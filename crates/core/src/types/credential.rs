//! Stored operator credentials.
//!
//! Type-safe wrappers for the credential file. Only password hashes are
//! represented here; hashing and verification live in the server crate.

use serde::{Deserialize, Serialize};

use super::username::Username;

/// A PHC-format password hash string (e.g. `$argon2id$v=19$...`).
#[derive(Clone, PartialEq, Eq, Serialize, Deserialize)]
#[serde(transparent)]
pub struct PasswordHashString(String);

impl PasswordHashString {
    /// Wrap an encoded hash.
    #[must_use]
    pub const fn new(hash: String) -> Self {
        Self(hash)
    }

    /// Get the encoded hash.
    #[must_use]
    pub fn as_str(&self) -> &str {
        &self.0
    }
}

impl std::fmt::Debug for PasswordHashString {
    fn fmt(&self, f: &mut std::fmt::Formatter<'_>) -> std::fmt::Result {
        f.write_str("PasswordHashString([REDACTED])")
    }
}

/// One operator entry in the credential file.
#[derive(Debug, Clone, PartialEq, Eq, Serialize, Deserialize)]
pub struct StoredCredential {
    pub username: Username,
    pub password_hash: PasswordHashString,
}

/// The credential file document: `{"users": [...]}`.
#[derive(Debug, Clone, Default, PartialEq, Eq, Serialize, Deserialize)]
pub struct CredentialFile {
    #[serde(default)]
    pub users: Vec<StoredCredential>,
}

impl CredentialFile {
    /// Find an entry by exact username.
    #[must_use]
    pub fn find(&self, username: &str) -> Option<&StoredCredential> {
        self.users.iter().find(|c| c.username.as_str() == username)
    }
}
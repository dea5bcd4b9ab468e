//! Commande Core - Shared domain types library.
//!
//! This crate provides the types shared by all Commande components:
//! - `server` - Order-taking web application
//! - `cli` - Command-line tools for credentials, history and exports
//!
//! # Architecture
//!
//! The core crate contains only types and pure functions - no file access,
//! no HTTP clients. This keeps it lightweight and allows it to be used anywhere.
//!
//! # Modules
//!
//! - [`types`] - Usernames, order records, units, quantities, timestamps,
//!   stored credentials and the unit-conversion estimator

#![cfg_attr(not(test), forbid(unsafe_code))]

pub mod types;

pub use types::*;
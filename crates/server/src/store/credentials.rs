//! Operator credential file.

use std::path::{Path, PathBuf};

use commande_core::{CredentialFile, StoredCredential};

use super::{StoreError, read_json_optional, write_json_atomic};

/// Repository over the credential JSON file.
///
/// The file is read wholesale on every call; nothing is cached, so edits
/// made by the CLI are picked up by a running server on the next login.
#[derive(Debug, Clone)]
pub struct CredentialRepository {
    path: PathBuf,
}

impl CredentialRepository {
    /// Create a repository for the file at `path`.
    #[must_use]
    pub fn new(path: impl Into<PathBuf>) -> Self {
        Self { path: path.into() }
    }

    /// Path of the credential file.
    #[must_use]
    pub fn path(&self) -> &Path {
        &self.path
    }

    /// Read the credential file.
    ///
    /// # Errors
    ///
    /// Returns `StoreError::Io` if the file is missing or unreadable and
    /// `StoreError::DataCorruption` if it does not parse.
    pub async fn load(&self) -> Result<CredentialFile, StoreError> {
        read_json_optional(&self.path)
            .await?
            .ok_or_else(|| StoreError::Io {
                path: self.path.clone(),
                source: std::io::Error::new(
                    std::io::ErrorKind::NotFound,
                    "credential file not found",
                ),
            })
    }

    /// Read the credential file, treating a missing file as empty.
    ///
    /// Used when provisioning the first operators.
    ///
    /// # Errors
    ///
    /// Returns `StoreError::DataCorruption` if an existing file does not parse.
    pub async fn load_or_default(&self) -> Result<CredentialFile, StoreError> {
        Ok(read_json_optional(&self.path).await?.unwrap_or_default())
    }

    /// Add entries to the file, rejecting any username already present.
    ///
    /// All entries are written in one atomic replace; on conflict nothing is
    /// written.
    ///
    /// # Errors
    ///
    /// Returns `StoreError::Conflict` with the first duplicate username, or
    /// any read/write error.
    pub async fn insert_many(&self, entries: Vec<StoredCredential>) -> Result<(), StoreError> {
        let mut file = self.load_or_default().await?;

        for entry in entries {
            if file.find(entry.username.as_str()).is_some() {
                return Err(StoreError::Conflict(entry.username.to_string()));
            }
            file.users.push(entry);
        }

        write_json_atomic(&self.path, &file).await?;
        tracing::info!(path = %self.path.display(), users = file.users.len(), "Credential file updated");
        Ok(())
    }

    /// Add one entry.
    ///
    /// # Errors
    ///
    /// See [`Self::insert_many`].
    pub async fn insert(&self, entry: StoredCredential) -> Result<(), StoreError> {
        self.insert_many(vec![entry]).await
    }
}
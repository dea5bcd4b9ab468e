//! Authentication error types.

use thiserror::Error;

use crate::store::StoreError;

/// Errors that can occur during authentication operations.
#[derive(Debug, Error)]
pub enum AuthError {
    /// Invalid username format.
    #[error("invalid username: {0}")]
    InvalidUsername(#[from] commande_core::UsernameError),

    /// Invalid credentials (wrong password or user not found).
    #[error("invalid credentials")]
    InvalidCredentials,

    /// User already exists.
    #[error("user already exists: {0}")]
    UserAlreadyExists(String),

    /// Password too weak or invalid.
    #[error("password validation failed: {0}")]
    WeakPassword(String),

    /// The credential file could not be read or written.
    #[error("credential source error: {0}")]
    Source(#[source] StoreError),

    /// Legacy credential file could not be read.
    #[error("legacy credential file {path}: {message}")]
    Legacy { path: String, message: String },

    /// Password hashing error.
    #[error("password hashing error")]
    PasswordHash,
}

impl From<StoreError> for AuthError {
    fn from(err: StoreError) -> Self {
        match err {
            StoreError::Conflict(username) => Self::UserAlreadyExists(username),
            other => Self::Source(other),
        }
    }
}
* * * * * * *
*TASK DIRECTIONS*. Nothing may be omitted or altered; reproduce all of the entries.

*SOLUTION FOR THIS EXERCISE*.
filename crates/core/src/types/credential.rs
//! Stored operator credentials.
//!
//! Type-safe wrappers for the credential file. Only password hashes are
//! represented here; hashing and verification live in the server crate.

use serde::{Deserialize, Serialize};

use super::username::Username;

/// A PHC-format password hash string (e.g. `$argon2id$v=19$...`).
#[derive(Clone, PartialEq, Eq, Serialize, Deserialize)]
#[serde(transparent)]
pub struct PasswordHashString(String);

impl PasswordHashString {
    /// Wrap an encoded hash.
    #[must_use]
    pub const fn new(hash: String) -> Self {
        Self(hash)
    }

    /// Get the encoded hash.
    #[must_use]
    pub fn as_str(&self) -> &str {
        &self.0
    }
}

impl std::fmt::Debug for PasswordHashString {
    fn fmt(&self, f: &mut std::fmt::Formatter<'_>) -> std::fmt::Result {
        f.write_str("PasswordHashString([REDACTED])")
    }
}

/// One operator entry in the credential file.
#[derive(Debug, Clone, PartialEq, Eq, Serialize, Deserialize)]
pub struct StoredCredential {
    pub username: Username,
    pub password_hash: PasswordHashString,
}

/// The credential file document: `{"users": [...]}`.
#[derive(Debug, Clone, Default, PartialEq, Eq, Serialize, Deserialize)]
pub struct CredentialFile {
    #[serde(default)]
    pub users: Vec<StoredCredential>,
}

impl CredentialFile {
    /// Find an entry by exact username.
    #[must_use]
    pub fn find(&self, username: &str) -> Option<&StoredCredential> {
        self.users.iter().find(|c| c.username.as_str() == username)
    }
}
repository dea5bcd4b9ab468e
//! Commande Core - Shared domain types library.
//!
//! This crate provides the types shared by all Commande components:
//! - `server` - Order-taking web application
//! - `cli` - Command-line tools for credentials, history and exports
//!
//! # Architecture
//!
//! The core crate contains only types and pure functions - no file access,
//! no HTTP clients. This keeps it lightweight and allows it to be used anywhere.
//!
//! # Modules
//!
//! - [`types`] - Usernames, order records, units, quantities, timestamps,
//!   stored credentials and the unit-conversion estimator

#![cfg_attr(not(test), forbid(unsafe_code))]

pub mod types;

pub use types::*;
filename crates/server/src/store/credentials.rs
//! Operator credential file.

use std::path::{Path, PathBuf};

use commande_core::{CredentialFile, StoredCredential};

use super::{StoreError, read_json_optional, write_json_atomic};

/// Repository over the credential JSON file.
///
/// The file is read wholesale on every call; nothing is cached, so edits
/// made by the CLI are picked up by a running server on the next login.
#[derive(Debug, Clone)]
pub struct CredentialRepository {
    path: PathBuf,
}

impl CredentialRepository {
    /// Create a repository for the file at `path`.
    #[must_use]
    pub fn new(path: impl Into<PathBuf>) -> Self {
        Self { path: path.into() }
    }

    /// Path of the credential file.
    #[must_use]
    pub fn path(&self) -> &Path {
        &self.path
    }

    /// Read the credential file.
    ///
    /// # Errors
    ///
    /// Returns `StoreError::Io` if the file is missing or unreadable and
    /// `StoreError::DataCorruption` if it does not parse.
    pub async fn load(&self) -> Result<CredentialFile, StoreError> {
        read_json_optional(&self.path)
            .await?
            .ok_or_else(|| StoreError::Io {
                path: self.path.clone(),
                source: std::io::Error::new(
                    std::io::ErrorKind::NotFound,
                    "credential file not found",
                ),
            })
    }

    /// Read the credential file, treating a missing file as empty.
    ///
    /// Used when provisioning the first operators.
    ///
    /// # Errors
    ///
    /// Returns `StoreError::DataCorruption` if an existing file does not parse.
    pub async fn load_or_default(&self) -> Result<CredentialFile, StoreError> {
        Ok(read_json_optional(&self.path).await?.unwrap_or_default())
    }

    /// Add entries to the file, rejecting any username already present.
    ///
    /// All entries are written in one atomic replace; on conflict nothing is
    /// written.
    ///
    /// # Errors
    ///
    /// Returns `StoreError::Conflict` with the first duplicate username, or
    /// any read/write error.
    pub async fn insert_many(&self, entries: Vec<StoredCredential>) -> Result<(), StoreError> {
        let mut file = self.load_or_default().await?;

        for entry in entries {
            if file.find(entry.username.as_str()).is_some() {
                return Err(StoreError::Conflict(entry.username.to_string()));
            }
            file.users.push(entry);
        }

        write_json_atomic(&self.path, &file).await?;
        tracing::info!(path = %self.path.display(), users = file.users.len(), "Credential file updated");
        Ok(())
    }

    /// Add one entry.
    ///
    /// # Errors
    ///
    /// See [`Self::insert_many`].
    pub async fn insert(&self, entry: StoredCredential) -> Result<(), StoreError> {
        self.insert_many(vec![entry]).await
    }
}
repository dea5bcd4b9ab468e
//! Authentication error types.

use thiserror::Error;

use crate::store::StoreError;

/// Errors that can occur during authentication operations.
#[derive(Debug, Error)]
pub enum AuthError {
    /// Invalid username format.
    #[error("invalid username: {0}")]
    InvalidUsername(#[from] commande_core::UsernameError),

    /// Invalid credentials (wrong password or user not found).
    #[error("invalid credentials")]
    InvalidCredentials,

    /// User already exists.
    #[error("user already exists: {0}")]
    UserAlreadyExists(String),

    /// Password too weak or invalid.
    #[error("password validation failed: {0}")]
    WeakPassword(String),

    /// The credential file could not be read or written.
    #[error("credential source error: {0}")]
    Source(#[source] StoreError),

    /// Legacy credential file could not be read.
    #[error("legacy credential file {path}: {message}")]
    Legacy { path: String, message: String },

    /// Password hashing error.
    #[error("password hashing error")]
    PasswordHash,
}

impl From<StoreError> for AuthError {
    fn from(err: StoreError) -> Self {
        match err {
            StoreError::Conflict(username) => Self::UserAlreadyExists(username),
            other => Self::Source(other),
        }
    }
}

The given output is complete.